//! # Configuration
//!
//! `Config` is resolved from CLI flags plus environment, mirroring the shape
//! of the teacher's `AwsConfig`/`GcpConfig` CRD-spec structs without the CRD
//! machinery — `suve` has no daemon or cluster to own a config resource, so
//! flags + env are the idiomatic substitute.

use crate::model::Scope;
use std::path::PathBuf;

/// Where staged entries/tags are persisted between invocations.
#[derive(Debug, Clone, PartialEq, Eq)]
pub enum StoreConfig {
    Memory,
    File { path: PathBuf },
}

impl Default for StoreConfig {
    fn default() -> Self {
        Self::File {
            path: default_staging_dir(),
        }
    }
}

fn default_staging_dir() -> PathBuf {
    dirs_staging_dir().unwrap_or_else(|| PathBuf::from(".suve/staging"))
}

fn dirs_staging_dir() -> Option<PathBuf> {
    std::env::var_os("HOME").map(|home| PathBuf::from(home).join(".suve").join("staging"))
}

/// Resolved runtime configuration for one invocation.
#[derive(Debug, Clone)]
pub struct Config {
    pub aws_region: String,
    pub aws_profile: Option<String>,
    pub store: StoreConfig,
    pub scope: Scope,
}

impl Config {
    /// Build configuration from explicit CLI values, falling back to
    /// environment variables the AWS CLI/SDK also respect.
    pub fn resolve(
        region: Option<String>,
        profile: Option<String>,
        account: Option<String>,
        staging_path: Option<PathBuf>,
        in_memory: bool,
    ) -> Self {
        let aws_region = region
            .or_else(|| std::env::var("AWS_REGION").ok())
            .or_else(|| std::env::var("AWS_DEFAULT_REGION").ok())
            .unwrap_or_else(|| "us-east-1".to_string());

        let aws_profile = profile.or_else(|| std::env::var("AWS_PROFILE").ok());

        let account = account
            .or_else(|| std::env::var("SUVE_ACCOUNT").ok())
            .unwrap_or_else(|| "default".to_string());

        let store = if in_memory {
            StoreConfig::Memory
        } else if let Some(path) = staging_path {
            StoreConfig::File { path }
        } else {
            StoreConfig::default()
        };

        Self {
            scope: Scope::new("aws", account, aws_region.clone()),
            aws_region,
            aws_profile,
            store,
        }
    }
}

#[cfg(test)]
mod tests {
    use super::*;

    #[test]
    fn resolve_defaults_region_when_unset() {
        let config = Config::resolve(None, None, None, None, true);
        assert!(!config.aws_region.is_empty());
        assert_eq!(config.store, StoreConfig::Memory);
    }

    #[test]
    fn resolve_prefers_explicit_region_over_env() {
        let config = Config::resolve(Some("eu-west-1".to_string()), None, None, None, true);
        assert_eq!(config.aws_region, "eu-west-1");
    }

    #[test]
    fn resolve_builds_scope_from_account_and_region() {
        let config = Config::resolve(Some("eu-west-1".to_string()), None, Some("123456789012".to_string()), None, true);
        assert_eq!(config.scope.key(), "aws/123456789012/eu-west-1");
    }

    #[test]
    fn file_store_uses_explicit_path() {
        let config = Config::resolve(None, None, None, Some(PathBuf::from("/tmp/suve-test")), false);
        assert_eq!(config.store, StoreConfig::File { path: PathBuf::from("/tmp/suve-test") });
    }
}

━━━━━━━━━━

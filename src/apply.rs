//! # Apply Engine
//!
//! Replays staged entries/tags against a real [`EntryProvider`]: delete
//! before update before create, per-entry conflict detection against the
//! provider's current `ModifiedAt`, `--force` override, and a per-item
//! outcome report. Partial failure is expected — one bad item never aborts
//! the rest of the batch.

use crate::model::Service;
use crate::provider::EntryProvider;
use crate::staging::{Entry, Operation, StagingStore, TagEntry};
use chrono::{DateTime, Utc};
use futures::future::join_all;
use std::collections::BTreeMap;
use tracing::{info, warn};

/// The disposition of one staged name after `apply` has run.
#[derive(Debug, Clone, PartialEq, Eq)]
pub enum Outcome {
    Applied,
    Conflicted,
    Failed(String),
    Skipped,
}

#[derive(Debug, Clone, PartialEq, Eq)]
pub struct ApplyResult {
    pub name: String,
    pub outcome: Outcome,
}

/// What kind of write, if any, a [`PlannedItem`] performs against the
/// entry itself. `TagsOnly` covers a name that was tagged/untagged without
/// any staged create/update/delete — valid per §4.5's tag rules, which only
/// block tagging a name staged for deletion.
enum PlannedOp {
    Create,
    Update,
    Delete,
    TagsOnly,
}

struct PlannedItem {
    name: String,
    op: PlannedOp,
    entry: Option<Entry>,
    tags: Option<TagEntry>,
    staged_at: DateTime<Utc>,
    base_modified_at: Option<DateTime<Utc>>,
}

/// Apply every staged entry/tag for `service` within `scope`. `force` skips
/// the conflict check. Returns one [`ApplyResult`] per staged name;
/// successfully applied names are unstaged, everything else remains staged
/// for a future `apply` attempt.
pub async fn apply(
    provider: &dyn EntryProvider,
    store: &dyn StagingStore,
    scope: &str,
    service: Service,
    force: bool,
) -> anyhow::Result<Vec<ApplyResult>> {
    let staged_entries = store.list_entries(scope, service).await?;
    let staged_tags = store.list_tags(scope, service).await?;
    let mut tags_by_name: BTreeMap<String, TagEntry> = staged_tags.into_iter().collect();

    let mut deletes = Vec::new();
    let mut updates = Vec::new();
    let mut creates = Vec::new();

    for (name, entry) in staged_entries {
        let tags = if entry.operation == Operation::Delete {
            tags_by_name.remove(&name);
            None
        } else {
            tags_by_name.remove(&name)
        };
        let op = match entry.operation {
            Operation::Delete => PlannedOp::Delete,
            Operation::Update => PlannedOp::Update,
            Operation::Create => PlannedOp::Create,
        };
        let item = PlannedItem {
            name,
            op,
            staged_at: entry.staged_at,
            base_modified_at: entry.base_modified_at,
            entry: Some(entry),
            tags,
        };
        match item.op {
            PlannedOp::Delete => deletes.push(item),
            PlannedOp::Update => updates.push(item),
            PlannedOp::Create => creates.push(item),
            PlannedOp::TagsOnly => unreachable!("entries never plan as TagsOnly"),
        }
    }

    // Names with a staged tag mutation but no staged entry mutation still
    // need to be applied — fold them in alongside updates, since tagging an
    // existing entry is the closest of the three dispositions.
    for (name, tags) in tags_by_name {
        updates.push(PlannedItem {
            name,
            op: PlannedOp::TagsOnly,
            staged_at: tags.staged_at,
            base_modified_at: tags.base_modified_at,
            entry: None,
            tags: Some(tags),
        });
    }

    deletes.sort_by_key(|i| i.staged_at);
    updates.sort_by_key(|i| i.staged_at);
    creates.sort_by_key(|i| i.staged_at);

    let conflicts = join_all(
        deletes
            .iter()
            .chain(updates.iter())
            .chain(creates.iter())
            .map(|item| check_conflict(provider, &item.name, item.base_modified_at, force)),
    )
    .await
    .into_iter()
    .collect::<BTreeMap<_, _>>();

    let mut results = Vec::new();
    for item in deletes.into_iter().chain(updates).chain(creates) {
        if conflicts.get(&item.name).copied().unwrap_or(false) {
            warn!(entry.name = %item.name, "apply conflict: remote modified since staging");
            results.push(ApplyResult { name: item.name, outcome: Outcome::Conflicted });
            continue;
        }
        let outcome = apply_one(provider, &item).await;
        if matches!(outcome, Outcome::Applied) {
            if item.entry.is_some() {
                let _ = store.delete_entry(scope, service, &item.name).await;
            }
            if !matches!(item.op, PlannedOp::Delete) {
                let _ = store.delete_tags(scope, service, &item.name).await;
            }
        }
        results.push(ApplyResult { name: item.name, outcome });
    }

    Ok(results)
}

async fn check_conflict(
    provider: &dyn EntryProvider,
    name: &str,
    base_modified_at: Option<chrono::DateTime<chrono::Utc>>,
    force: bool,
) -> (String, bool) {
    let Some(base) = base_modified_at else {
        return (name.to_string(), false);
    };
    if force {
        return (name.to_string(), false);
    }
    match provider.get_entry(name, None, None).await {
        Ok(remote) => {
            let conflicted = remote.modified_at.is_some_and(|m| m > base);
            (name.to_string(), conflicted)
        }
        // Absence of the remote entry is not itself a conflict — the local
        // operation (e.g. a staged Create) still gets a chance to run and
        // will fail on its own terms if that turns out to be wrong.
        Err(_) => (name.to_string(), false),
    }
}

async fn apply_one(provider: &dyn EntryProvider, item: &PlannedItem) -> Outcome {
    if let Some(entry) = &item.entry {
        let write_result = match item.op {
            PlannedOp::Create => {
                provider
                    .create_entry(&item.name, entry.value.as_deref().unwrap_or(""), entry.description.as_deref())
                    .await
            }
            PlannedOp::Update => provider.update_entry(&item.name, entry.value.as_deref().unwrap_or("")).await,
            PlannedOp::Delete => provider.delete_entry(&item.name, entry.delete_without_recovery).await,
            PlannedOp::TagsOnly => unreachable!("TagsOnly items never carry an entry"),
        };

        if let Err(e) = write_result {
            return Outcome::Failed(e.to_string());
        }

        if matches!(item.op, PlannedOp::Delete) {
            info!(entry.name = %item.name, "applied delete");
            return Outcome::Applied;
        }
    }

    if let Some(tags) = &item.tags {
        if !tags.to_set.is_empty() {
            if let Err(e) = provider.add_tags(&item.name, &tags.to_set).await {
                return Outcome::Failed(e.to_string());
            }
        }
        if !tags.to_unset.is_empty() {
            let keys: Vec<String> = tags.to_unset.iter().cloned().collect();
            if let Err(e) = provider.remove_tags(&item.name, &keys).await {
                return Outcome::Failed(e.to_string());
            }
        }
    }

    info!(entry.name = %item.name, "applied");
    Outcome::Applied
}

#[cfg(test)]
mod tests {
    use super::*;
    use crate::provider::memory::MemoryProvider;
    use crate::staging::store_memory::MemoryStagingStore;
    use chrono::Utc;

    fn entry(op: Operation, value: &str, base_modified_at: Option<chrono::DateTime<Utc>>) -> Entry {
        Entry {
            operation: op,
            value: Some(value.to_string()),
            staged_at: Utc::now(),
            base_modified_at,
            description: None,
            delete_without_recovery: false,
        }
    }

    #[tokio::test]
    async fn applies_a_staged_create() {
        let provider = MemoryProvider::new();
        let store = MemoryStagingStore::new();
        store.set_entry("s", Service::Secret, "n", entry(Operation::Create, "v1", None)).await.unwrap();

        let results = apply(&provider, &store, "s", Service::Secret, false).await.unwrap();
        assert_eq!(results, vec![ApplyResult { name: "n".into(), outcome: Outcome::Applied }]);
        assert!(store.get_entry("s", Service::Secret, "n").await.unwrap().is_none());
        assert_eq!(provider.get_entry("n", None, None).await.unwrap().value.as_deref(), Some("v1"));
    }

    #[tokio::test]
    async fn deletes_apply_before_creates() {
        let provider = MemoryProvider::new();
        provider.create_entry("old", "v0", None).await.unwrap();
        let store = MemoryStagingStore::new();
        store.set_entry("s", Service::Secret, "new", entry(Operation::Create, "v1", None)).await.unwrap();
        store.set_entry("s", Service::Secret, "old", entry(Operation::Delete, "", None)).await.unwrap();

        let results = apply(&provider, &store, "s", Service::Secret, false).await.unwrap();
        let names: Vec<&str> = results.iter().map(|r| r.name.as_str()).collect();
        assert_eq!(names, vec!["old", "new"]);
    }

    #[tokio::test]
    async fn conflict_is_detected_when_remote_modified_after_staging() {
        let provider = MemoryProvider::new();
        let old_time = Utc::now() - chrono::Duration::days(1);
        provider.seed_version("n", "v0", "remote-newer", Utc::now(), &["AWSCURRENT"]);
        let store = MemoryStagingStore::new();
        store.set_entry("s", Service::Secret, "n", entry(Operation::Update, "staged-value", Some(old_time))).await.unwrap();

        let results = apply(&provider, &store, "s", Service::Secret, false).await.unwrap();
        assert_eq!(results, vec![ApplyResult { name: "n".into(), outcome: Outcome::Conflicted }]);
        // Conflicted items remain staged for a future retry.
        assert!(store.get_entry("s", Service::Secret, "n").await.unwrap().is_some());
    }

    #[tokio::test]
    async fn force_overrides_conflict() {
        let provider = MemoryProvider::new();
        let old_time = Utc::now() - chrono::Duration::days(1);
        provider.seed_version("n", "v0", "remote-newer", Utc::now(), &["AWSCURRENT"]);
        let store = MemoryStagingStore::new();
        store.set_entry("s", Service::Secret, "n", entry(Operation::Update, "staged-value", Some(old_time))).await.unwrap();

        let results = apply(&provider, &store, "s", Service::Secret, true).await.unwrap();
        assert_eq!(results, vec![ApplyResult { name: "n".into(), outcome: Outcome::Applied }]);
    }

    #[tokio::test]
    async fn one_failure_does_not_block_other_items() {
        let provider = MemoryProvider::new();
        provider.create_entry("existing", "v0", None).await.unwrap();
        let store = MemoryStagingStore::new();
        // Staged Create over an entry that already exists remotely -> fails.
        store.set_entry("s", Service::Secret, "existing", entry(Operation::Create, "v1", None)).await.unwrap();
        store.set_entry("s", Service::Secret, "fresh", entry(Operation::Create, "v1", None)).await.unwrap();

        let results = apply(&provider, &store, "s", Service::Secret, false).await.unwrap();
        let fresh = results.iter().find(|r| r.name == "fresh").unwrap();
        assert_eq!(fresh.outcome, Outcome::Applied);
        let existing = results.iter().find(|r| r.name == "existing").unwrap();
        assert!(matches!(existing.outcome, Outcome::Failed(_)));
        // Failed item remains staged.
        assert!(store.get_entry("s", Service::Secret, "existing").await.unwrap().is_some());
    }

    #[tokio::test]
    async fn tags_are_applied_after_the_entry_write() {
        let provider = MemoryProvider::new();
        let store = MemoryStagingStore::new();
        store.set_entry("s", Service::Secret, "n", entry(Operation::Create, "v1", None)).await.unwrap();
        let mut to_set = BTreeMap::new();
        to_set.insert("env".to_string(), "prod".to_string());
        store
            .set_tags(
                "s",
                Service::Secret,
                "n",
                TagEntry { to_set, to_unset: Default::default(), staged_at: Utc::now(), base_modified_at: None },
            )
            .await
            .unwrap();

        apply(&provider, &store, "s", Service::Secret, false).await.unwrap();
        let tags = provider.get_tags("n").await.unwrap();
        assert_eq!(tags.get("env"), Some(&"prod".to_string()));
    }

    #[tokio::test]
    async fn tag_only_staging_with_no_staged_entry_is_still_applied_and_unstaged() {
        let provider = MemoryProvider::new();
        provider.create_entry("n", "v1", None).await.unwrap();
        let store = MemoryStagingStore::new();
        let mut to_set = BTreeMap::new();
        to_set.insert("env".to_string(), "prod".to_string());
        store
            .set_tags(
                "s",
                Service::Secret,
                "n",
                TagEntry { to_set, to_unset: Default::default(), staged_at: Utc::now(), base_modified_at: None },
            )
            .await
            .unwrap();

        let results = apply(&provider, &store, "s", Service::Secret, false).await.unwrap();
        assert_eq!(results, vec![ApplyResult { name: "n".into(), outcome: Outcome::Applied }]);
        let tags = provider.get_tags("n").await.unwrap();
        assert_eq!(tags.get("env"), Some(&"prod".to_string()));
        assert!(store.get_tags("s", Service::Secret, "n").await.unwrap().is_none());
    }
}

━━━━━━━━━━

* **Exercise goal**: Check each line above for the word "TagEntry", and copy the lines where it appears.

* **Answer to the problem**:
use crate::staging::{Entry, Operation, StagingStore, TagEntry};
    tags: Option<TagEntry>,
    let mut tags_by_name: BTreeMap<String, TagEntry> = staged_tags.into_iter().collect();
                TagEntry { to_set, to_unset: Default::default(), staged_at: Utc::now(), base_modified_at: None },
                TagEntry { to_set, to_unset: Default::default(), staged_at: Utc::now(), base_modified_at: None },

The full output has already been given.